» Material for the task:
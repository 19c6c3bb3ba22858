//! Repository traits: the abstract interface for file persistence.
//!
//! This trait allows the service to be storage-agnostic. Implementations
//! include SQLite (primary) and in-memory (for tests).

use std::sync::Arc;

use async_trait::async_trait;
use bytes::Bytes;
use cloudfiles_core::{lookup_candidates, File, MetadataPatch, OwnerId};

use crate::error::Result;

/// A transaction scope for batch inserts.
///
/// Every insert made through the scope becomes visible only after
/// [`commit`](FileTransaction::commit). Dropping the scope without
/// committing rolls it back, so the store is left as it was on every exit
/// path, panics included.
pub trait FileTransaction {
    /// Insert a file. The file must carry an owner.
    ///
    /// A failure leaves the scope open; the caller decides whether to roll
    /// back.
    fn insert(&mut self, file: &File) -> Result<()>;

    /// Make every insert of this scope durable.
    fn commit(self: Box<Self>) -> Result<()>;

    /// Discard every insert of this scope.
    fn rollback(self: Box<Self>) -> Result<()>;
}

/// The repository trait: persistence boundary for files.
///
/// Single-item operations are async; blocking backends move their work
/// onto blocking threads internally.
///
/// # Design Notes
///
/// - **Transactions are blocking**: [`begin`](FileRepository::begin) and the
///   returned scope block the calling thread, and the scope holds the
///   store's lock until it ends. Drive them from `spawn_blocking`.
/// - **Uniqueness**: at most one file per `(owner, name)`. Violations surface
///   as [`StoreError::Duplicate`](crate::StoreError::Duplicate).
/// - **Missing rows**: update and delete report
///   [`StoreError::NotFound`](crate::StoreError::NotFound).
#[async_trait]
pub trait FileRepository: Send + Sync {
    // ─────────────────────────────────────────────────────────────────────────
    // Transactional Operations
    // ─────────────────────────────────────────────────────────────────────────

    /// Open a transaction scope.
    fn begin(&self) -> Result<Box<dyn FileTransaction + '_>>;

    // ─────────────────────────────────────────────────────────────────────────
    // Single-item Writes
    // ─────────────────────────────────────────────────────────────────────────

    /// Replace the bytes of `file` (addressed by its owner and name).
    ///
    /// The stored checksum is recomputed from `new_data`.
    async fn update(&self, file: &File, new_data: Bytes) -> Result<()>;

    /// Rename and re-describe the file named `patch.old_name`.
    async fn update_metadata(&self, owner: &OwnerId, patch: &MetadataPatch) -> Result<()>;

    /// Delete `file` (addressed by its owner and name).
    async fn delete(&self, file: &File) -> Result<()>;

    // ─────────────────────────────────────────────────────────────────────────
    // Queries
    // ─────────────────────────────────────────────────────────────────────────

    /// Look up a file by owner and exact name.
    async fn get_by_owner_and_name(&self, owner: &OwnerId, name: &str) -> Result<Option<File>>;

    /// All files of an owner, in insertion order.
    async fn list_by_owner(&self, owner: &OwnerId) -> Result<Vec<File>>;

    /// Image files of an owner, in insertion order.
    async fn list_images_by_owner(&self, owner: &OwnerId) -> Result<Vec<File>>;
}

/// A repository shared between request handlers.
pub type SharedRepository = Arc<dyn FileRepository>;

/// Extension trait for common repository patterns.
pub trait RepositoryExt: FileRepository {
    /// Resolve a client-supplied filename.
    ///
    /// Tries the exact name first, then the part before the first `.`.
    fn find_file(
        &self,
        owner: &OwnerId,
        filename: &str,
    ) -> impl std::future::Future<Output = Result<Option<File>>> + Send;
}

impl<R: FileRepository + ?Sized> RepositoryExt for R {
    async fn find_file(&self, owner: &OwnerId, filename: &str) -> Result<Option<File>> {
        for candidate in lookup_candidates(filename) {
            if let Some(file) = self.get_by_owner_and_name(owner, candidate).await? {
                return Ok(Some(file));
            }
        }
        Ok(None)
    }
}
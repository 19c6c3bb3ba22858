//! The session authorization gate.
//!
//! The gate is the only component that elevates a session. A session moves
//! from anonymous to authenticated only through [`SessionGate::authenticate`],
//! and back to anonymous when its cookie expires or is cleared.

use std::sync::Arc;

use cloudfiles_core::OwnerId;
use cookie::Cookie;
use tracing::{info, warn};

use crate::capability::Capability;
use crate::cookie_store::{now_secs, CookieStore};
use crate::credentials::CredentialStore;
use crate::error::{PermsError, Result};
use crate::session::Session;

/// Validates identity claims and answers authorization questions.
pub struct SessionGate {
    credentials: Arc<CredentialStore>,
    cookies: CookieStore,
}

impl SessionGate {
    pub fn new(credentials: Arc<CredentialStore>, cookies: CookieStore) -> Self {
        Self {
            credentials,
            cookies,
        }
    }

    /// Resolve the session carried by the request's `Cookie` headers.
    pub fn session<'a, I>(&self, cookie_headers: I) -> Session
    where
        I: IntoIterator<Item = &'a str>,
    {
        self.cookies.load(cookie_headers)
    }

    /// Elevate `session` if `claimed` is the configured administrator.
    ///
    /// On success every capability is granted, the administrator's owner id
    /// is bound, and the returned cookie persists the session. On failure
    /// `session` is left untouched and no cookie is produced.
    pub fn authenticate(&self, session: &mut Session, claimed: &str) -> Result<Cookie<'static>> {
        let admin = self.credentials.admin()?;

        if claimed != admin.username {
            warn!(claimed, "rejected admin claim");
            return Err(PermsError::Unauthorized);
        }

        let mut elevated = session.clone();
        for capability in Capability::ALL {
            elevated.grant(capability);
        }
        elevated.bind_owner(admin.owner());
        elevated.mark_persisted(now_secs());

        let cookie = self.cookies.save(&elevated)?;
        *session = elevated;

        info!(owner = %admin.owner(), "session established");
        Ok(cookie)
    }

    /// Whether the session was established by a valid cookie or a
    /// successful authentication.
    pub fn check_authorized(&self, session: &Session) -> bool {
        !session.is_new()
    }

    /// The owner of an authorized session.
    pub fn owner(&self, session: &Session) -> Option<OwnerId> {
        if !self.check_authorized(session) {
            return None;
        }
        session.owner().cloned()
    }

    /// Cookie that ends the client's session.
    pub fn clear(&self) -> Cookie<'static> {
        self.cookies.expire()
    }

    pub fn cookies(&self) -> &CookieStore {
        &self.cookies
    }
}

#[cfg(test)]
mod tests {
    use super::*;
    use crate::cookie_store::CookieOptions;
    use crate::credentials::AdminIdentity;

    fn gate(credentials: CredentialStore) -> SessionGate {
        SessionGate::new(
            Arc::new(credentials),
            CookieStore::new(b"secret", CookieOptions::default()),
        )
    }

    fn alice_gate() -> SessionGate {
        gate(CredentialStore::new(AdminIdentity::new("alice")))
    }

    #[test]
    fn test_authenticate_exact_match() {
        let gate = alice_gate();
        let mut session = gate.session(std::iter::empty::<&str>());
        assert!(!gate.check_authorized(&session));

        let cookie = gate.authenticate(&mut session, "alice").unwrap();
        for cap in Capability::ALL {
            assert!(session.has(cap));
        }
        assert!(gate.check_authorized(&session));
        assert_eq!(gate.owner(&session), Some(OwnerId::new("alice")));

        // The cookie restores the same session on the next request.
        let header = format!("{}={}", cookie.name(), cookie.value());
        let restored = gate.session([header.as_str()]);
        assert!(gate.check_authorized(&restored));
        assert_eq!(gate.owner(&restored), Some(OwnerId::new("alice")));
    }

    #[test]
    fn test_mismatch_leaves_session_untouched() {
        let gate = alice_gate();
        let mut session = Session::new();
        let before = session.clone();

        for claim in ["mallory", "", "Alice", "alice ", "alic"] {
            let err = gate.authenticate(&mut session, claim).unwrap_err();
            assert!(matches!(err, PermsError::Unauthorized));
            assert_eq!(session, before);
        }
        assert!(!gate.check_authorized(&session));
        assert_eq!(gate.owner(&session), None);
    }

    #[test]
    fn test_unconfigured_admin_fails_closed() {
        let gate = gate(CredentialStore::unconfigured());
        let mut session = Session::new();
        let err = gate.authenticate(&mut session, "alice").unwrap_err();
        assert!(matches!(err, PermsError::Config(_)));
        assert!(session.is_new());
    }

    #[test]
    fn test_owner_uses_user_id() {
        let gate = gate(CredentialStore::new(
            AdminIdentity::new("alice").with_user_id("u-1"),
        ));
        let mut session = Session::new();
        gate.authenticate(&mut session, "alice").unwrap();
        assert_eq!(gate.owner(&session), Some(OwnerId::new("u-1")));
    }

    #[test]
    fn test_clear_expires_cookie() {
        let gate = alice_gate();
        let cookie = gate.clear();
        let header = format!("{}={}", cookie.name(), cookie.value());
        assert!(!gate.check_authorized(&gate.session([header.as_str()])));
    }
}
//! # CloudFiles Permissions
//!
//! Capability-scoped sessions persisted in signed cookies.
//!
//! ## Overview
//!
//! An anonymous client becomes an administrator by presenting the
//! configured administrator username once. The [`SessionGate`] then grants
//! every [`Capability`] to the session, binds the administrator's owner id,
//! and hands back a signed cookie. Later requests present the cookie and are
//! authorized without repeating the claim.
//!
//! ## Key Concepts
//!
//! - **Capability**: a named boolean privilege (admin, sql, cmd)
//! - **Session**: capabilities plus the bound owner; new when no valid
//!   cookie established it
//! - **CookieStore**: signs and verifies session cookies (BLAKE3 keyed MAC)
//! - **CredentialStore**: the administrator identity, loaded once
//!
//! ## Usage
//!
//! ```rust,no_run
//! use std::sync::Arc;
//! use cloudfiles_perms::{
//!     AdminIdentity, CookieOptions, CookieStore, CredentialStore, SessionGate,
//! };
//!
//! let gate = SessionGate::new(
//!     Arc::new(CredentialStore::new(AdminIdentity::new("alice"))),
//!     CookieStore::new(b"session secret", CookieOptions::default()),
//! );
//!
//! let mut session = gate.session(["theme=dark"]);
//! let set_cookie = gate.authenticate(&mut session, "alice").unwrap();
//! assert!(gate.check_authorized(&session));
//! ```

pub mod capability;
pub mod cookie_store;
pub mod credentials;
pub mod error;
pub mod gate;
pub mod session;

pub use capability::Capability;
pub use cookie_store::{CookieOptions, CookieStore, DEFAULT_SESSION_TTL, SESSION_COOKIE_NAME};
pub use credentials::{AdminIdentity, CredentialStore};
pub use error::{PermsError, Result};
pub use gate::SessionGate;
pub use session::Session;

pub use cookie::{Cookie, SameSite};
//! Shared server state injected into all handlers.

use std::sync::Arc;

use cloudfiles::perms::{CookieStore, SessionGate};
use cloudfiles::store::{SharedRepository, SqliteStore};
use cloudfiles::FileService;
use tracing::{info, warn};

use crate::config::{Database, ServerConfig, ADMIN_VAR};
use crate::error::ServerError;

/// Shared server state for axum handlers.
#[derive(Clone)]
pub struct AppState {
    pub files: Arc<FileService>,
    pub gate: Arc<SessionGate>,
}

impl AppState {
    pub fn new(files: FileService, gate: SessionGate) -> Self {
        Self {
            files: Arc::new(files),
            gate: Arc::new(gate),
        }
    }

    /// Open the database and wire the service and gate from `config`.
    pub fn from_config(config: &ServerConfig) -> Result<Self, ServerError> {
        let repo: SharedRepository = match &config.database {
            Database::Memory => Arc::new(SqliteStore::open_memory()?),
            Database::Path(path) => {
                info!(path = %path.display(), "opening database");
                Arc::new(SqliteStore::open(path)?)
            }
        };

        let credentials = config.credentials();
        if !credentials.is_configured() {
            warn!("{} is not set; admin authentication will fail", ADMIN_VAR);
        }

        let cookies = CookieStore::new(&config.session_secret(), config.cookie_options());
        let gate = SessionGate::new(Arc::new(credentials), cookies);
        let files = FileService::new(repo, config.service_config());

        Ok(Self::new(files, gate))
    }
}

» Problem to solve:
From the entries above, extract each line containing "CookieOptions".

» Result:
    use crate::cookie_store::CookieOptions;
            CookieStore::new(b"secret", CookieOptions::default()),
//!     AdminIdentity, CookieOptions, CookieStore, CredentialStore, SessionGate,
//!     CookieStore::new(b"session secret", CookieOptions::default()),
pub use cookie_store::{CookieOptions, CookieStore, DEFAULT_SESSION_TTL, SESSION_COOKIE_NAME};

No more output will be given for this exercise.